**Your task:**
Please copy each line of the records below that holds the word "builder".
--- Extracted records ---
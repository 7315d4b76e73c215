//! Actor message types for the hash and stats stores
//!
//! Every request that expects an answer carries a `oneshot::Sender` for its
//! reply. Fire-and-forget messages (`Merge`, `Record`) carry none.

use std::time::Duration;

use tokio::sync::oneshot;

use crate::digest;

/// Identifier handed out for an accepted reservation (starts at 1)
pub type HashId = u64;

// ============================================================================
// Hash Store Messages
// ============================================================================

/// A message for the HashStoreActor
#[derive(Debug)]
pub enum HashMessage {
  /// Reserve the next identifier for a plaintext
  Reserve {
    plaintext: String,
    reply: oneshot::Sender<Reservation>,
  },
  /// Look up the digest for an identifier
  Retrieve {
    id: HashId,
    reply: oneshot::Sender<Option<String>>,
  },
  /// Stop accepting reservations and drain the in-flight ones
  Shutdown { reply: oneshot::Sender<StorePhase> },
  /// Computed digest coming back from the scheduler
  Merge(ResolvedDigest),
}

/// Reply to a reservation request
#[derive(Debug, Clone, Copy, PartialEq, Eq)]
pub enum Reservation {
  /// The store accepted the plaintext under this identifier
  Accepted(HashId),
  /// Shutdown has been requested; nothing was reserved
  Rejected,
}

impl Reservation {
  /// The reserved identifier, if accepted
  pub fn id(&self) -> Option<HashId> {
    match self {
      Self::Accepted(id) => Some(*id),
      Self::Rejected => None,
    }
  }
}

/// Lifecycle phase of the hash store
///
/// ```text
/// Accepting --shutdown--> Draining --in_flight == 0--> Terminated
/// ```
#[derive(Debug, Clone, Copy, PartialEq, Eq)]
pub enum StorePhase {
  Accepting,
  Draining,
  Terminated,
}

impl StorePhase {
  pub fn as_str(&self) -> &'static str {
    match self {
      Self::Accepting => "accepting",
      Self::Draining => "draining",
      Self::Terminated => "terminated",
    }
  }
}

/// A digest computed for a reserved identifier.
///
/// Only the actor module can build one, so a merge can never be forged by
/// code holding a plain `HashStoreHandle`.
#[derive(Debug)]
pub struct ResolvedDigest {
  id: HashId,
  digest: String,
}

impl ResolvedDigest {
  pub(super) fn compute(id: HashId, plaintext: &str) -> Self {
    Self {
      id,
      digest: digest::encode(plaintext),
    }
  }

  pub fn id(&self) -> HashId {
    self.id
  }

  pub(super) fn into_parts(self) -> (HashId, String) {
    (self.id, self.digest)
  }
}

// ============================================================================
// Stats Store Messages
// ============================================================================

/// A message for the StatsActor
#[derive(Debug)]
pub enum StatsMessage {
  /// Account for one completed request
  Record { latency: Duration },
  /// Read the current totals
  Retrieve { reply: oneshot::Sender<StatsSnapshot> },
}

/// Point-in-time totals from the stats store.
///
/// No average is stored; callers divide `total_latency_micros` by `count`
/// themselves when `count > 0`.
#[derive(Debug, Clone, Copy, Default, PartialEq, Eq)]
pub struct StatsSnapshot {
  /// Number of recorded requests
  pub count: u64,
  /// Sum of recorded latencies in microseconds
  pub total_latency_micros: u64,
}
//! Logging utilities for CLI commands and the server

use hashvault::config::DaemonConfig;
use std::path::PathBuf;
use tracing::level_filters::LevelFilter;
use tracing_appender::non_blocking::WorkerGuard;
use tracing_subscriber::EnvFilter;

/// Get the hashvault data directory (respects env vars)
pub fn data_dir() -> PathBuf {
  hashvault::dirs::default_data_dir()
}

/// Initialize logging for client commands (console only, warnings and up)
pub fn init_cli_logging() {
  tracing_subscriber::fmt()
    .with_env_filter(
      EnvFilter::builder()
        .with_default_directive(LevelFilter::WARN.into())
        .from_env_lossy(),
    )
    .with_writer(std::io::stderr)
    .init();
}

/// Parse log level from config string
fn parse_log_level(level: &str) -> LevelFilter {
  match level.to_lowercase().as_str() {
    "off" => LevelFilter::OFF,
    "error" => LevelFilter::ERROR,
    "warn" => LevelFilter::WARN,
    "info" => LevelFilter::INFO,
    "debug" => LevelFilter::DEBUG,
    "trace" => LevelFilter::TRACE,
    _ => LevelFilter::INFO,
  }
}

/// Initialize logging for the server with config-driven settings.
///
/// Console with colors by default; a rolling file in the data directory
/// (no ANSI) when `log_to_file` is set.
///
/// Returns the guard that must be kept alive for the duration of the program
pub fn init_server_logging(daemon_config: &DaemonConfig) -> Option<WorkerGuard> {
  let level = parse_log_level(&daemon_config.log_level);

  // Build env filter (allows RUST_LOG override)
  let env_filter = EnvFilter::builder()
    .with_default_directive(level.into())
    .from_env_lossy();

  if !daemon_config.log_to_file {
    tracing_subscriber::fmt()
      .with_env_filter(env_filter)
      .with_target(true)
      .with_ansi(true)
      .init();
    return None;
  }

  let log_dir = data_dir();
  if let Err(e) = std::fs::create_dir_all(&log_dir) {
    // Fall back to console-only logging
    tracing_subscriber::fmt().with_env_filter(env_filter).init();
    tracing::warn!("Failed to create log directory {:?}: {}", log_dir, e);
    return None;
  }

  let file_name = hashvault::dirs::log_file_name();
  let file_appender = match daemon_config.log_rotation.as_str() {
    "hourly" => tracing_appender::rolling::hourly(&log_dir, file_name),
    "never" => tracing_appender::rolling::never(&log_dir, file_name),
    _ => tracing_appender::rolling::daily(&log_dir, file_name),
  };

  let (file_writer, guard) = tracing_appender::non_blocking(file_appender);

  tracing_subscriber::fmt()
    .with_env_filter(env_filter)
    .with_target(true)
    .with_ansi(false)
    .with_writer(file_writer)
    .init();

  Some(guard)
}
---
**Result of this exercise:**
      EnvFilter::builder()
  let env_filter = EnvFilter::builder()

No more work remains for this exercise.